Adult nonpregnant C57/BLJ mice were vaginally colonized with wild type (WT) 10/84 or ΔmrvR. Neither the colonization density at the initial swab 48 hours after inoculation (A; t test) nor duration of colonization (B; Mantel-Cox test) showed significant differences (CFU: colony forming units, ns: not significant).

Fig 4. MrvR has a significant effect on the outcome of chorioamnionitis.

Pregnant BALB/c mice were vaginally colonized with wild type (WT) or knockout (KO) 10/84 on pregnancy day 13. Pregnancies were monitored until day 17 or preterm delivery, whichever came first. On day 17, mice that remained pregnant were dissected and evaluated for vaginal colonization and chorioamnionitis. While none of the KO-colonized mice with chorioamnionitis delivered preterm, 8 of 11 WT-colonized mice delivered early. One WT-colonized mouse did not develop chorioamnionitis (A-B; *** p<0.005; Mantel-Cox test). Dissected pregnancy tissue was homogenized and quantified, showing a difference in invasion density in amniotic fluid (AF) but not in fetal or placental tissue (C, ** p<0.01; t test, error bars show interquartile ranges surrounding medians; ns: not significant).

Fig 5. MrvR affects GBS invasiveness and lethality in a sepsis model.

BALB/c mice were infected intraperitoneally with wild type (WT) 10/84 or ΔmrvR, both bearing a plasmid to allow in vivo tracking of a luciferase signal. There was a significant difference in outcome between the two strains (A, **** p<0.001 Mantel-Cox test).

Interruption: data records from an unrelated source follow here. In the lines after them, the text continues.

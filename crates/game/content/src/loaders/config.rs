//! Battle configuration loader.

use std::path::Path;

use battle_core::BattleConfig;

use crate::loaders::{LoadResult, read_file};

/// Loader for battle configuration from TOML files.
pub struct ConfigLoader;

impl ConfigLoader {
    /// Load config data from a TOML file.
    ///
    /// Missing keys fall back to [`BattleConfig::default`].
    pub fn load(path: &Path) -> LoadResult<BattleConfig> {
        let content = read_file(path)?;
        Self::parse(&content)
    }

    pub fn parse(content: &str) -> LoadResult<BattleConfig> {
        let config: BattleConfig = toml::from_str(content)
            .map_err(|e| anyhow::anyhow!("Failed to parse config TOML: {}", e))?;
        Self::validate(&config)?;
        Ok(config)
    }

    fn validate(config: &BattleConfig) -> LoadResult<()> {
        anyhow::ensure!(
            config.action_point_agility_step > 0,
            "action_point_agility_step must be positive"
        );
        anyhow::ensure!(
            config.max_action_points > 0,
            "max_action_points must be at least 1"
        );
        anyhow::ensure!(
            config.minimum_damage >= 1,
            "minimum_damage must be at least 1"
        );
        anyhow::ensure!(
            config.defend_reduction_percent <= 100,
            "defend_reduction_percent must be at most 100"
        );

        let grading = &config.grading;
        anyhow::ensure!(
            grading.fast_percent <= grading.normal_percent && grading.normal_percent <= 100,
            "grading thresholds must satisfy fast_percent <= normal_percent <= 100"
        );
        anyhow::ensure!(
            grading.good_accuracy_percent <= 100,
            "good_accuracy_percent must be at most 100"
        );
        Ok(())
    }
}
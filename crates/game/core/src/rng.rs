//! RNG oracle for deterministic random number generation.
//!
//! Randomness (drop rolls) is an explicit, swappable dependency: callers pass an
//! [`RngOracle`] and a seed, so every roll is reproducible in tests and replays.
//!
//! # Determinism
//!
//! All RNG implementations must be deterministic: given the same seed, they must
//! produce the same value.

/// RNG oracle for deterministic random number generation.
pub trait RngOracle {
    /// Generate a random u32 value from a seed.
    fn next_u32(&self, seed: u64) -> u32;

    /// Generate a random value in range [min, max] inclusive.
    fn range(&self, seed: u64, min: u32, max: u32) -> u32 {
        if min >= max {
            return min;
        }
        let span = max - min + 1;
        min + (self.next_u32(seed) % span)
    }

    /// Roll a d1000 (1-1000 inclusive) for per-mille chances.
    fn roll_per_mille(&self, seed: u64) -> u32 {
        self.range(seed, 1, 1000)
    }
}

/// PCG random number generator (PCG-XSH-RR, 64-bit state → 32-bit output).
#[derive(Clone, Copy, Debug, Default)]
pub struct PcgRng;

impl PcgRng {
    const MULTIPLIER: u64 = 6364136223846793005;
    const INCREMENT: u64 = 1442695040888963407;

    #[inline]
    fn pcg_step(state: u64) -> u64 {
        state
            .wrapping_mul(Self::MULTIPLIER)
            .wrapping_add(Self::INCREMENT)
    }

    #[inline]
    fn pcg_output(state: u64) -> u32 {
        let xorshifted = (((state >> 18) ^ state) >> 27) as u32;
        let rot = (state >> 59) as u32;
        xorshifted.rotate_right(rot)
    }
}

impl RngOracle for PcgRng {
    fn next_u32(&self, seed: u64) -> u32 {
        Self::pcg_output(Self::pcg_step(seed))
    }
}

/// Always returns the same value. Handy for forcing outcomes in tests.
#[derive(Clone, Copy, Debug)]
pub struct FixedRng(pub u32);

impl RngOracle for FixedRng {
    fn next_u32(&self, _seed: u64) -> u32 {
        self.0
    }
}

/// Compute a deterministic seed for one roll.
///
/// # Context Values
///
/// Use different context values when the same turn needs several independent
/// rolls (e.g. one per drop table entry).
pub fn compute_seed(battle_seed: u64, turn: u32, side: u32, context: u32) -> u64 {
    let mut hash = battle_seed;

    hash ^= u64::from(turn).wrapping_mul(0x9e3779b97f4a7c15);
    hash ^= u64::from(side).wrapping_mul(0x517cc1b727220a95);
    hash ^= u64::from(context).wrapping_mul(0x85ebca6b);

    // Final avalanche step
    hash ^= hash >> 33;
    hash = hash.wrapping_mul(0xff51afd7ed558ccd);
    hash ^= hash >> 33;

    hash
}

#[cfg(test)]
mod tests {
    use super::*;

    #[test]
    fn pcg_is_deterministic() {
        let rng = PcgRng;
        assert_eq!(rng.next_u32(42), rng.next_u32(42));
        assert_ne!(rng.next_u32(42), rng.next_u32(43));
    }

    #[test]
    fn range_is_inclusive_and_bounded() {
        let rng = PcgRng;
        for seed in 0..500 {
            let v = rng.range(seed, 3, 7);
            assert!((3..=7).contains(&v));
        }
        assert_eq!(rng.range(1, 9, 9), 9);
    }

    #[test]
    fn seeds_differ_by_context() {
        assert_ne!(compute_seed(7, 1, 0, 0), compute_seed(7, 1, 0, 1));
        assert_ne!(compute_seed(7, 1, 0, 0), compute_seed(7, 1, 1, 0));
    }
}
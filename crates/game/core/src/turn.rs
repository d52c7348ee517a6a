//! Turn arbitration.
//!
//! A round's order is computed once, at round start, from effective agility:
//! highest agility first, player before enemy on ties. Stat changes during the
//! round only affect the next round's order.

use core::cmp::Reverse;

use arrayvec::ArrayVec;
use strum::IntoEnumIterator;

use crate::combatant::Side;
use crate::config::BattleConfig;

/// The per-round turn queue.
#[derive(Clone, Debug, PartialEq, Eq)]
#[cfg_attr(feature = "serde", derive(serde::Serialize, serde::Deserialize))]
pub struct TurnOrder {
    queue: ArrayVec<Side, { BattleConfig::MAX_COMBATANTS }>,
    cursor: usize,
}

impl TurnOrder {
    /// Orders combatants by descending agility, ties broken by [`Side`] ordering.
    pub fn compute(entries: &[(Side, u32)]) -> Self {
        let mut sorted: ArrayVec<(Side, u32), { BattleConfig::MAX_COMBATANTS }> =
            entries
                .iter()
                .copied()
                .take(BattleConfig::MAX_COMBATANTS)
                .collect();
        sorted.sort_by_key(|&(side, agility)| (Reverse(agility), side));

        Self {
            queue: sorted.into_iter().map(|(side, _)| side).collect(),
            cursor: 0,
        }
    }

    /// The combatant whose turn it is, `None` once the round is exhausted.
    pub fn current(&self) -> Option<Side> {
        self.queue.get(self.cursor).copied()
    }

    /// Moves to the next combatant. Returns `false` when the round is over.
    pub fn advance(&mut self) -> bool {
        if self.cursor < self.queue.len() {
            self.cursor += 1;
        }
        !self.is_exhausted()
    }

    pub fn is_exhausted(&self) -> bool {
        self.cursor >= self.queue.len()
    }

    pub fn sides(&self) -> &[Side] {
        &self.queue
    }

    pub fn position(&self) -> usize {
        self.cursor
    }

    /// Rebuilds a saved order as-is. Every side must appear exactly once.
    pub fn from_sides(sides: &[Side]) -> Option<Self> {
        let queue: ArrayVec<Side, { BattleConfig::MAX_COMBATANTS }> =
            ArrayVec::try_from(sides).ok()?;
        if !Side::iter().all(|side| queue.contains(&side)) {
            return None;
        }
        Some(Self { queue, cursor: 0 })
    }

    /// Restores a saved cursor position. Out-of-range positions are rejected.
    pub fn with_position(mut self, cursor: usize) -> Option<Self> {
        if cursor >= self.queue.len() {
            return None;
        }
        self.cursor = cursor;
        Some(self)
    }
}

/// How many actions the player may take in one round.
///
/// ```text
/// points = clamp(1 + max(0, player_agility − enemy_agility) / step, 1, max_points)
/// ```
///
/// Monotonic non-decreasing in player agility and never below 1.
pub fn player_action_points(player_agility: u32, enemy_agility: u32, config: &BattleConfig) -> u32 {
    let advantage = player_agility.saturating_sub(enemy_agility);
    let step = config.action_point_agility_step.max(1);
    let cap = config.max_action_points.max(1);
    (1 + advantage / step).min(cap)
}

Mice were imaged daily (B) until they either died (red boxes) or completely cleared the luciferase signal (green circles). Mice that cleared the luciferase signal were monitored for the following five days and remained well.

Fig 6. Analysis of the MrvR regulon reveals widespread effects with emphasis on genes involved in nucleotide metabolism.

RNA-seq analysis of wild type (WT) and ΔmrvR 10/84 at three growth timepoints showed extensive regulation across the chromosome in all phases of growth (A, expression log₂ fold-change shown relative to WT). A phage island (Φ) with significant differences from WT is noted, as are the udp gene (stars) and mrvR, which was deleted in the knockout strain. Principal component analysis showed isolated clustering of the late log phase replicates of the knockout strain (B). Gene set enrichment analysis showed that, across all three bacterial growth phases tested, the KEGG pathways most influenced by the presence of MrvR were pyrimidine and purine metabolism (C), which is also shown in volcano plots (D-F). Panel G shows specific genes of the de novo and salvage pathways of pyrimidine metabolism in GBS whose expression is significantly affected by the presence of MrvR (KO = ΔmrvR knockout; EL = early log; LL = late log; S = stationary).